<<<<

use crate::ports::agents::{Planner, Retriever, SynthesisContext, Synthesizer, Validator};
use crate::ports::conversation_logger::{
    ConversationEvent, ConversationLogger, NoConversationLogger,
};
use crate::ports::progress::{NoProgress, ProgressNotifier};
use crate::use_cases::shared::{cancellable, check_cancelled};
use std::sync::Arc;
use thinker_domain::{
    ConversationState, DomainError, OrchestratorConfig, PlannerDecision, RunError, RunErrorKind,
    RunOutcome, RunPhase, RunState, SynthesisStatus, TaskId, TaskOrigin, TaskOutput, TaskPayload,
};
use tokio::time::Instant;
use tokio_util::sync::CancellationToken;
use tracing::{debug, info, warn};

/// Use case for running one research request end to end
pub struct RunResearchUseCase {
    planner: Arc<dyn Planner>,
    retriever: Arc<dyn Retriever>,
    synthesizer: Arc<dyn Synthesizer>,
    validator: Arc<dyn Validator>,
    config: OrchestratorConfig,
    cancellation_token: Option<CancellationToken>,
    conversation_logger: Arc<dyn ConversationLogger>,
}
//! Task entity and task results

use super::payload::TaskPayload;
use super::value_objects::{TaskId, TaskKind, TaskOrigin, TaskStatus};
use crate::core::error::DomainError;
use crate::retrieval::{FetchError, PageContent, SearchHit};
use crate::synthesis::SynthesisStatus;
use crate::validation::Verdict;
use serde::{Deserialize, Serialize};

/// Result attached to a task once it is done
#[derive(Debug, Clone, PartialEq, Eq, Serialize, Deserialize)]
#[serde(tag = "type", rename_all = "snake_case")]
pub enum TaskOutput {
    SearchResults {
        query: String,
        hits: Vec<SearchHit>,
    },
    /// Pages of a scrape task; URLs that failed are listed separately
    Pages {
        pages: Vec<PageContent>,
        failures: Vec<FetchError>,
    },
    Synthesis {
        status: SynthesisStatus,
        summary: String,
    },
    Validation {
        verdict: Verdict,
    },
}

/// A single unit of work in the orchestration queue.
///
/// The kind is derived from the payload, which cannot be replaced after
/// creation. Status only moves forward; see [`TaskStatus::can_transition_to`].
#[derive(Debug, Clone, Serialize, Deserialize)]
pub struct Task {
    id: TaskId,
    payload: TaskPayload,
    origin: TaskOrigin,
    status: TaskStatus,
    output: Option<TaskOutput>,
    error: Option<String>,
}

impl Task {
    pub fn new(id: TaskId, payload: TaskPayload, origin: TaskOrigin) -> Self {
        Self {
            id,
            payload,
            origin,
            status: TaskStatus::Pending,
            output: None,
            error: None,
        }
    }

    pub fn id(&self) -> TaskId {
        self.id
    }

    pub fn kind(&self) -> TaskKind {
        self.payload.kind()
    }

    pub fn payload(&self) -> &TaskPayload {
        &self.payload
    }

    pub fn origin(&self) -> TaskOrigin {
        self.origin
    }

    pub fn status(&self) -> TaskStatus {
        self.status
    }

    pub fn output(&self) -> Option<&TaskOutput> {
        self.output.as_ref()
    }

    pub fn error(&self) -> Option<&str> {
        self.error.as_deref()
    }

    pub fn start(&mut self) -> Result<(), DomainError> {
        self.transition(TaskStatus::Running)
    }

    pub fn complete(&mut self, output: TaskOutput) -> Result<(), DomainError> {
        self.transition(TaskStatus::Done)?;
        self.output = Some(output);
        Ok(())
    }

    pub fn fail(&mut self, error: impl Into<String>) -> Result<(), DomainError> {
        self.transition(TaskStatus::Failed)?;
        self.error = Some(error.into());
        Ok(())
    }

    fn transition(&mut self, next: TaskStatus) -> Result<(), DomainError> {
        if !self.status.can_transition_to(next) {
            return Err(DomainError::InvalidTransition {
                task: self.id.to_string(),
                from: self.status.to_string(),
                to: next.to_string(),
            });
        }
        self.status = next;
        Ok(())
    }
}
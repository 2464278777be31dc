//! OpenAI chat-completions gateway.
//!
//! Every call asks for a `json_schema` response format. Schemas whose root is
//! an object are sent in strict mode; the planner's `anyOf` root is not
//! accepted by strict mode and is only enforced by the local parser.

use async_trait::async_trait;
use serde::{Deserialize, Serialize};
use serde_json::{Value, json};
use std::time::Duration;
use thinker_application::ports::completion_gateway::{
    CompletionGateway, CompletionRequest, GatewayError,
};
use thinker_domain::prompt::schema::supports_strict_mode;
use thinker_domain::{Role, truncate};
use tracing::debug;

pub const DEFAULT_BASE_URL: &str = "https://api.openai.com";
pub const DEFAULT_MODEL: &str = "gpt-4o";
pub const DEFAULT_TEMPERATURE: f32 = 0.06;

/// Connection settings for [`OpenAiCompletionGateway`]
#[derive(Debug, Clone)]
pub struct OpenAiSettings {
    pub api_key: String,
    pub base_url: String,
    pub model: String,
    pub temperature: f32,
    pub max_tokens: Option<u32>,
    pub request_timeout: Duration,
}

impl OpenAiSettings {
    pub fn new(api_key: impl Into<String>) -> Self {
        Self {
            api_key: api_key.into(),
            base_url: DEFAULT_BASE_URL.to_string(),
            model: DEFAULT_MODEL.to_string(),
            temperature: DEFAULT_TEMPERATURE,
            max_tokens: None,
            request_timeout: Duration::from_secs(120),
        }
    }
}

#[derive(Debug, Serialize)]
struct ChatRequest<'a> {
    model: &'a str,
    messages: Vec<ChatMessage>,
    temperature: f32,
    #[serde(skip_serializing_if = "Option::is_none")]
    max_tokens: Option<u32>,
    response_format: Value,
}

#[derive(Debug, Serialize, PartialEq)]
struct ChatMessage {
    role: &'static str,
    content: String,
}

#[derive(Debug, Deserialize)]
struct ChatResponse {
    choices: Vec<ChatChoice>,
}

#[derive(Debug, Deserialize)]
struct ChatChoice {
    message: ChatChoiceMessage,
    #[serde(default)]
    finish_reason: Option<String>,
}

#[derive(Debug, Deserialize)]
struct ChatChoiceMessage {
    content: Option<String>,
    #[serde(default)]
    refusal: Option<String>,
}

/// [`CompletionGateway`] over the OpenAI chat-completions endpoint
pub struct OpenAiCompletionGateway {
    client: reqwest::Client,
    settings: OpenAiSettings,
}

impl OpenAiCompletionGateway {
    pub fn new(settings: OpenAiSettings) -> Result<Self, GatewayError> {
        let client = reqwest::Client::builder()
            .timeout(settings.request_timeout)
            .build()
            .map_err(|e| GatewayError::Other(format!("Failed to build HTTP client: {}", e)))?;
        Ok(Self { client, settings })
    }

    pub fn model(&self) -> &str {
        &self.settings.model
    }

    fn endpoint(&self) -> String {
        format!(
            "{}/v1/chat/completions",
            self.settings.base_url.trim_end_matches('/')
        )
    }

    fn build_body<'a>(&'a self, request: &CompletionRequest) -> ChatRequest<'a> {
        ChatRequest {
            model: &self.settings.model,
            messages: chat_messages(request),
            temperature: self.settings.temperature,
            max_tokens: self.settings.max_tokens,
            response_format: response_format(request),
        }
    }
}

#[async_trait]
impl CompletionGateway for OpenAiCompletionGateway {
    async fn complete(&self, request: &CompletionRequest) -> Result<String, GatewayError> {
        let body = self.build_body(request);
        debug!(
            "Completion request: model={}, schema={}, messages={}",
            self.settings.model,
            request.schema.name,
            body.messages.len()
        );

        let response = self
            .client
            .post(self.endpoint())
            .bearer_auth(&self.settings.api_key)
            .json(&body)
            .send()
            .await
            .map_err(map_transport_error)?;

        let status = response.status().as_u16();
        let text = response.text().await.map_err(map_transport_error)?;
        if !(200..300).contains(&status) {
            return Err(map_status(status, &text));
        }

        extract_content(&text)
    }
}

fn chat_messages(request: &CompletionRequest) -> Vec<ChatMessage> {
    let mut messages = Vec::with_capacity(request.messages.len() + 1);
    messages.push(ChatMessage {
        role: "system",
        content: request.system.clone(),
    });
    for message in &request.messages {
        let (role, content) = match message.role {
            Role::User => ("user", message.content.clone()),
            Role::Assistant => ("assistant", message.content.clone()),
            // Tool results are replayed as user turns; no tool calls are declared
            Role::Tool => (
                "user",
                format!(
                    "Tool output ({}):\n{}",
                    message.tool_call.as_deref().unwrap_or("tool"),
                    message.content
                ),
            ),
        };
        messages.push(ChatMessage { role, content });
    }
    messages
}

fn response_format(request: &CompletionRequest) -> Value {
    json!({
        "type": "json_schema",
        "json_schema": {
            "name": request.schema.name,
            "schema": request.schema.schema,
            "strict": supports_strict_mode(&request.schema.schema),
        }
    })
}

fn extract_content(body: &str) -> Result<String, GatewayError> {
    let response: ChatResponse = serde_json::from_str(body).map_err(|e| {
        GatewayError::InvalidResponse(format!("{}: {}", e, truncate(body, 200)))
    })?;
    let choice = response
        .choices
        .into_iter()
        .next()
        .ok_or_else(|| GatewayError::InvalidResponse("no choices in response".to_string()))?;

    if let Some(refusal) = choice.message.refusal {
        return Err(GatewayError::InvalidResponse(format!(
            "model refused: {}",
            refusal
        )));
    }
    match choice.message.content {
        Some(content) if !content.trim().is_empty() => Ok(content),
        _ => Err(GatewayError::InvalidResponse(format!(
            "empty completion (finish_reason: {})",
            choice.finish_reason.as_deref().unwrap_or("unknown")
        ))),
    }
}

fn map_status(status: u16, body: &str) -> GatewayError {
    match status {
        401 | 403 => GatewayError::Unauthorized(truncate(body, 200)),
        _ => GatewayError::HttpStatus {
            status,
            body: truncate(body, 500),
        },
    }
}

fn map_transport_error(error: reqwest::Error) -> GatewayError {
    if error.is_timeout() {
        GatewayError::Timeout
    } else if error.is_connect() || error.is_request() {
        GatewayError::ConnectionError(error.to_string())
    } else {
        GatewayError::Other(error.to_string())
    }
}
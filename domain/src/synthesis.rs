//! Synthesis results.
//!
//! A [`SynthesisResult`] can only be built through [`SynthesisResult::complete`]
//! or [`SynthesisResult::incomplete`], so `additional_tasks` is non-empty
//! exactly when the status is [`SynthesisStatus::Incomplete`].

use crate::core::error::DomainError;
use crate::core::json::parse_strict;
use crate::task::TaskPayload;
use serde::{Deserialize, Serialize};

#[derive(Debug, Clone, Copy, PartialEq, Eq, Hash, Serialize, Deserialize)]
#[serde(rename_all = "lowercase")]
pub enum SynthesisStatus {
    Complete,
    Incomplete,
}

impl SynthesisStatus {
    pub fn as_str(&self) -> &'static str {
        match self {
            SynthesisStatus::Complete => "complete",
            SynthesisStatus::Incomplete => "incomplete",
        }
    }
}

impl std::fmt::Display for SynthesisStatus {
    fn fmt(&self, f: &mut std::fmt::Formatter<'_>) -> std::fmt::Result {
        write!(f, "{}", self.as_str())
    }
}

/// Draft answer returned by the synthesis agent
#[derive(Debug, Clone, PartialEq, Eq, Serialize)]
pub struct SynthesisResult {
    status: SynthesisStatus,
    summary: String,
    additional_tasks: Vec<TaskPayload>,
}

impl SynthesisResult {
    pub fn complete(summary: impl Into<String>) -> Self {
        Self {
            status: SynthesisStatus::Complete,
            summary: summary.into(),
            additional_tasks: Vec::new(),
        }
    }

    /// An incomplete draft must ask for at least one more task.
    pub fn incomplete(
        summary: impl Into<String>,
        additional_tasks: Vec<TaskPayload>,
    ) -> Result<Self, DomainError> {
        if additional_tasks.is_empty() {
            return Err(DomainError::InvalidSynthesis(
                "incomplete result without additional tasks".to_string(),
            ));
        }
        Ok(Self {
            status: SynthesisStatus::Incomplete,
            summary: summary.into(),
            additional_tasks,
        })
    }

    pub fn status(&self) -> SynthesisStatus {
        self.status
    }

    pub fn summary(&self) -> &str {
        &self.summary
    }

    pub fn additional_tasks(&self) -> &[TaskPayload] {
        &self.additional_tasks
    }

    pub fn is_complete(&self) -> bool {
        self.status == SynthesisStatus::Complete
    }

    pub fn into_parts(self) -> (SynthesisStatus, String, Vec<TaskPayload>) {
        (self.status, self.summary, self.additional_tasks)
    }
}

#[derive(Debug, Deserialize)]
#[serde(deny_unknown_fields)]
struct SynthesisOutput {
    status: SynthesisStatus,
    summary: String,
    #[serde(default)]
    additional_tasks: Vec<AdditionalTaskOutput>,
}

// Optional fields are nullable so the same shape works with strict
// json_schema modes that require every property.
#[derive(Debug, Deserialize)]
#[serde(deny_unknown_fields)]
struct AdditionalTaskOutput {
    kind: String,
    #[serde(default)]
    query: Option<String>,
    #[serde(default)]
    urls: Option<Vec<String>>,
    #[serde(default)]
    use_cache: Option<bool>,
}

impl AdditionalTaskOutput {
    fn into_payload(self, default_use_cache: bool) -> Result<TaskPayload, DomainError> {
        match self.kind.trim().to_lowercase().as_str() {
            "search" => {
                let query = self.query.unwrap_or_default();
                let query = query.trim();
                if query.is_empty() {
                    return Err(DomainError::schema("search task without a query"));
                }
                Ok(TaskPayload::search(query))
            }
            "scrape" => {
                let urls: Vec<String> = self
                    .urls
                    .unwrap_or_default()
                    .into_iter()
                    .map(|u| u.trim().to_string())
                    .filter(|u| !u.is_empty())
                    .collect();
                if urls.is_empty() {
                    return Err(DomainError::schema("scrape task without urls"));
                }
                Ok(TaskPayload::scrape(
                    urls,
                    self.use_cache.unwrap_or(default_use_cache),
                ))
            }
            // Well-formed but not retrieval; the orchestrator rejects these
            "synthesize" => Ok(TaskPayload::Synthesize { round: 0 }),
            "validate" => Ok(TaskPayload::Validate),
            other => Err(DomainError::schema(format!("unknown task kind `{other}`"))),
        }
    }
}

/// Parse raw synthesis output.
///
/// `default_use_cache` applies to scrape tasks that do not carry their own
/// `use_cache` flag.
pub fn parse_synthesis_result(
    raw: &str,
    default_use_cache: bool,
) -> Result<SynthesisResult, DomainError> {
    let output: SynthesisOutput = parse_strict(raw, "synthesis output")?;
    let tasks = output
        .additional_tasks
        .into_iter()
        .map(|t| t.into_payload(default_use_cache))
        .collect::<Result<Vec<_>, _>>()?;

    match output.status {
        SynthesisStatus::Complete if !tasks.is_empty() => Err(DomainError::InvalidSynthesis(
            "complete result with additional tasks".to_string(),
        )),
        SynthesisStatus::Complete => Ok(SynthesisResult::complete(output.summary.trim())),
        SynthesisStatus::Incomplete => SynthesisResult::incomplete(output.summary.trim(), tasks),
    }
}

>>>>

PROBLEM TO SOLVE — Having output the line that contains "use tokio::time::Instant;", stop. Every line before it, back to the first line of the data, must be reproduced exactly.

SOLUTION FOR THIS PROBLEM —
use crate::ports::agents::{Planner, Retriever, SynthesisContext, Synthesizer, Validator};
use crate::ports::conversation_logger::{
    ConversationEvent, ConversationLogger, NoConversationLogger,
};
use crate::ports::progress::{NoProgress, ProgressNotifier};
use crate::use_cases::shared::{cancellable, check_cancelled};
use std::sync::Arc;
use thinker_domain::{
    ConversationState, DomainError, OrchestratorConfig, PlannerDecision, RunError, RunErrorKind,
    RunOutcome, RunPhase, RunState, SynthesisStatus, TaskId, TaskOrigin, TaskOutput, TaskPayload,
};
use tokio::time::Instant;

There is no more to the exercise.